L’intelligence collective nous apparait tous les jours dans la nature. Le vol sophistiqué d’une abeille pour indiquer à ces congénères les distances à parcourir afin de trouver des sources de pollen, les circulations ordonnées des fourmis pour vaquer à leurs diverses activités sans se gêner, le vol des oiseaux en V dans le ciel lors de leurs migrations, le déplacement des bancs de poissons dans la mer, tous ces phénomènes nous rappellent que chaque individu appartient à un groupe. L’animal humain n’échappe pas à cette règle. Le développement de son intelligence collective a permis à l’Homo sapiens depuis son émergence en Afrique, il y a 300 000 ans, de survivre aux prédateurs et autres traumatismes. 


Et aujourd’hui dans le monde du travail soumis à la course à la performance individuelle qu’en est-il de cette intelligence collective naturelle ?


Intelligence collective


Une entreprise est-elle une simple armée de crédules manipulés par les informations déversées par la hiérarchie ou les différents réseaux digitaux ?  Un organisme aveugle en quelque sorte. Un ramassis d’êtres de seconde zone qu’il s’agit d’enrégimenter pour les conduire à la baguette vers l’exécution de taches décidées par leur gouvernance ? A écouter certains dirigeants on serait en droit de le croire. Certaines personnalités vantent même « mezza voce » la supériorité des modèles dictatoriaux. Dans ces pays comme la Chine l’absence de démocratie en particulier de droits d’expression et de possibilités d’organisation au sein d’organismes indépendants (partis politiques, organisations syndicales ; ONG, mutuelles) n’autorisent pas les citoyens jusqu’à présent à s’organiser en vue de la défense de leurs intérêts ou de l’intérêt général qui ne coïncident pas toujours avec ceux des employeurs. Une question centrale se pose : qu’elle est le modèle le plus adapté pour affronter les nombreux défis à venir ?  Faut-il s’en remettre aux tentations ou dérives autoritaires ou favoriser l’approche participative qui mobilise l’intelligence collective des humains au travail ? 
 

Ne pas nier le collectif qui est au cœur de toutes les intelligences
 

Par intelligence collective on considère la capacité d’un groupe à faire converger l’intelligence et la connaissance de chacun afin d’avancer vers un but commun. Cette mise en commun des compétences, des capacités de réflexion et de créativité permet d’aller plus loin, de trouver des solutions et des alternatives que chaque personne, isolée au sein du groupe, n’aurait pu avancer seule. Le travail collaboratif à un grand impact sur la motivation. Il favorise la formation et l’élévation des connaissances d’une part et d’autre part il renforce la résilience et le maintien de la pérennité de la communauté.  

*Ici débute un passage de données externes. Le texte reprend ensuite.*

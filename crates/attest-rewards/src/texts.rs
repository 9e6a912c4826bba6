//! Messages sent to beneficiaries and the operator.

use attest_types::{NativeAmount, RewardKind};
use chrono::{DateTime, Utc};

fn format_usd(usd: f64) -> String {
    format!("${:.3}", usd)
}

fn format_native(amount: NativeAmount) -> String {
    format!("{} bytes", amount.to_units())
}

fn vesting_clause(contract: NativeAmount, vesting_date: Option<DateTime<Utc>>) -> String {
    if contract.is_zero() {
        return String::new();
    }
    match vesting_date {
        Some(date) => format!(
            " {} will be locked on a smart contract and can be spent after {}.",
            format_native(contract),
            date.format("%Y-%m-%d")
        ),
        None => format!(
            " {} will be locked on a smart contract, we'll send its terms once it is created.",
            format_native(contract)
        ),
    }
}

pub fn first_time_bonus(
    usd: f64,
    cash: NativeAmount,
    contract: NativeAmount,
    vesting_date: Option<DateTime<Utc>>,
    forum_username: &str,
    forum_user_id: u64,
) -> String {
    format!(
        "You attested {} (forum id {}) for the first time and will receive a welcome bonus of {} from the distribution fund. {} will be paid to your address right away.{}",
        forum_username,
        forum_user_id,
        format_usd(usd),
        format_native(cash),
        vesting_clause(contract, vesting_date)
    )
}

pub fn referral_bonus(
    usd: f64,
    cash: NativeAmount,
    contract: NativeAmount,
    vesting_date: Option<DateTime<Utc>>,
    referred_username: &str,
    referred_user_id: u64,
) -> String {
    format!(
        "You referred {} (forum id {}) who has just verified their forum account. You will receive a referral bonus of {}. {} will be paid to your address right away.{}",
        referred_username,
        referred_user_id,
        format_usd(usd),
        format_native(cash),
        vesting_clause(contract, vesting_date)
    )
}

pub fn reward_sent(kind: RewardKind) -> String {
    format!("Sent the {} reward", kind)
}

pub fn payment_failed_subject() -> &'static str {
    "failed to send reward"
}

pub fn payment_failed_body(error: &str, distribution_balance: Option<NativeAmount>) -> String {
    match distribution_balance {
        Some(balance) => format!("{}, balance: {}", error, format_native(balance)),
        None => format!("{}, balance: unknown", error),
    }
}

pub fn contract_failed_subject() -> &'static str {
    "failed to create vesting contract"
}

pub fn duplicate_referral_subject() -> &'static str {
    "duplicate referral reward"
}

pub fn duplicate_referral_body(user_address: &str, user_id: &str) -> String {
    format!("referral reward for new user {} {} already written", user_address, user_id)
}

Le chercheur Émile Servan-Schreiber nous explique dans son livre « Supercollectif » chez Fayard combien l’intelligence collective est redevable à Francis Galton. Ce dernier fervent statisticien était parent de Darwin. Par ailleurs dans la lignée de ce dernier il s’adonna, fait regrettable, à la promotion de l’eugénisme.

 

Au cours d’une foire agricole, il constata que les gens pariaient quelques menues monnaies pour répondre à la sollicitation d’un vendeur « Deviner le poids exact de ce Bœuf et je vous donnerai 20 sous ». Chaque joueur remettait son argent et inscrivait sur un petit papier son évaluation.  Dans sa conception du monde, Galton voulait démontrer l’ignorance de la foule. Il eut l’intuition de récupérer les 787 bouts de papier qui exprimaient en quelque sorte les choix populaires afin d’en faire un objet de recherche. La foule était composée du tout-venant, aucun expert en viande, ou de vétérinaires ou encore de bouchers. Galton très dubitatif sur la sagesse de la foule et sur sa capacité à déterminer le poids exact de l’animal fut très surpris des résultats. Le jugement populaire allait-en effet se montrer très fiable. Cette évaluation était importante à cette période du siècle où se discutait l’instauration du suffrage universel en Angleterre et à la chambre des communes qui devaient compléter la chambre des lords. En dépit des aprioris négatifs la somme moyenne de tous les résultats aboutit à une précision inimaginable. Seule une personne avait fait aussi bien. Galton a validé l’intérêt de cette action des grands nombre. La sagesse de la foule s’était exprimée et elle était de loin supérieure. En bref les biais de jugement, les erreurs commis par les uns s’annulaient en raison des biais de jugement et des erreurs commis par les autres. Émile Servan-Schreiber a recommencé les calculs par groupe de deux cas, de six etc. plus le nombre était en croissance plus les résultats s’affinaient positivement démontrant ainsi la création d’une valeur par le grand nombre. Il faut préciser aussi que cette foule n’était pas sous influence. Il n’y avait pas de déséquilibre à redouter. Le système du pari de plus offrait à chacun d’espérer un gain. Chaque parieur cherchait par intérêt à exprimer sa vérité. Cet agrégat de paris a favorisé l’émergence apurée d’une vérité collective. La foule par le nombre a gommé les réponses divergentes, elle a équilibré l’évaluation de manière naturelle. 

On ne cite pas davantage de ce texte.